After a length of time, the small petals will fall off and the flower spike will turn brown and dry out. It won't be pretty any more, but it will finally be useful to you. Trim the spikes, then spread them on a paper towel or paper plate. Let them sit for a few days or a week. To remove the mature seeds, shake the spikes or even rub them. A messier option is to put the spikes in a paper bag and give it a good shake. The seeds will collect in the bottom of the bag, but you'll also have to deal with a lot of chaff.

Basil seeds that have reached maturity are tiny and black. Store them in an envelope for the winter, then plant next spring.

One quick note about cross-pollination. Basil does cross-pollinate, and I don't have the scientific data to give percentages or whatever. But if you grew multiple varieties, keep in mind that there's a risk for cross-pollination and unusual basil plants the next year.
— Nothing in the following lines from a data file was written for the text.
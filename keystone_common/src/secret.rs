use std::{
    fmt,
    fmt::{Debug, Display},
};

/// Holds a value that must never appear in logs or error messages.
///
/// `Debug` and `Display` both print `****`. The wrapped value is only reachable through [`Secret::reveal`], which makes
/// every place that touches the raw value easy to find.
#[derive(Clone, Default)]
pub struct Secret<T>
where T: Clone + Default
{
    value: T,
}

impl<T: Clone + Default> Secret<T> {
    pub fn new(value: T) -> Self {
        Self { value }
    }

    pub fn reveal(&self) -> &T {
        &self.value
    }
}

impl<T: Clone + Default> From<T> for Secret<T> {
    fn from(value: T) -> Self {
        Self::new(value)
    }
}

impl Secret<Vec<u8>> {
    pub fn is_empty(&self) -> bool {
        self.value.is_empty()
    }
}

impl<T: Clone + Default> Debug for Secret<T> {
    fn fmt(&self, f: &mut fmt::Formatter<'_>) -> fmt::Result {
        f.write_str("****")
    }
}

impl<T: Clone + Default> Display for Secret<T> {
    fn fmt(&self, f: &mut fmt::Formatter<'_>) -> fmt::Result {
        f.write_str("****")
    }
}
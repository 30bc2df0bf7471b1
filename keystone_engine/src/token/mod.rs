//! Stateless session tokens.
//!
//! * [`codec`] turns bytes into URL-safe token segments and back.
//! * [`signer`] computes and checks the HMAC-SHA256 tag over `header.payload`.
//! * [`service`] builds claims, issues tokens and validates them end to end.
pub mod claims;
pub mod codec;
mod errors;
pub mod service;
pub mod signer;

pub use claims::{Claims, TokenHeader, DEFAULT_TOKEN_LIFETIME};
pub use codec::DecodeError;
pub use errors::TokenError;
pub use service::{issue_token, issue_token_at, unix_now, validate_token, validate_token_at, IssuedToken, TokenService};
pub use signer::SignerError;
Sunday, September 23, 2012

Gardentime 2012: Hello, Fall

I spent nearly the entire day in the garden, getting it ready for fall. The entire day wasn't meant to be devoted to gardening, but once I dived in and got going, time flew by and the work piled up. The day's work involved harvesting herbs to be dried, frozen or turned into pesto. It also involved cutting the flowers/seed pods off of the lime basil in an attempt to save seeds. In hopes of getting some more veggies before the frost hits, I planted a few cold-weather crops, including peas.

The parsley plant has done pretty well this summer. I don't know why I was hesitant to grow it for so long. As far as herbs go, it was almost no work at all. I'd trim it a few times to use the leaves and stems in cooking, but that was the extent of my efforts aside from watering. It didn't have any pests or disease troubles.

Parsley has long had a connection to death, which stems from both myth and botany. I found this fun article that discussed how parsley was considered the herb of death by the ancient Greeks. Apparently, they believed that parsley first grew in the blood of Archemorus, which means "forerunner of death." From a botanical standpoint, the seed of parsley contains furamocoumarins, which prevent weeds from growing. Unfortunately, those compounds also sometimes keep the plants from germinating too. Furamocoumarins might also keep pests away from parsley.

My goal is to over-winter the parsley plant by tucking its pot in a corner of the backyard, near the house, where it is warmest. It's a biennial plant, so it should return next year for a spell. My hope is that I can trick it into producing leaves for as long as possible by trimming away the flower stem. We'll see. For now, I've cut down the leaves and have tossed them whole, but washed and dried, in the freezer. Freezing parsley means I can use it in stocks and other cooked recipes throughout the winter. The frozen parsley probably won't be suitable for use raw or as a garnish.

At the start of the growing season, I got obsessed with the idea of growing citrus scented and flavored herbs. I ended up with lemon thyme, lime basil and lemon verbena in the garden. My original thought was to grow lemon balm, but I wasn't impressed with the lemon balm plants on offer. Then, I found lemon verbena online.

The plant is native to Chile and Argentina and is a tender perennial, meaning it probably won't survive a winter outside in zone 7b. My plan is to bring it inside for the cold months. The plant has narrow, pointy leaves that are slightly sticky and smell sweetly of lemon. When brewed in sun tea, it has a light lemon flavor that's a very herbal or green tasting.

I harvested several stems of the plant today, and have hung them up to dry in a dark spare room. They've been hanging for only a few hours so far and the leaves are already drying out. I figure they will hang there for a few more days, then I will store them in a jar and use them to make tea or to flavor scones and pastries. I've also got a few sprigs of sage drying there on the left, just for the fun of it.

The summer was a rough one and I'm reluctantly glad that fall has arrived. Let's hope the garden keeps on going until the frost hits in late November/early December.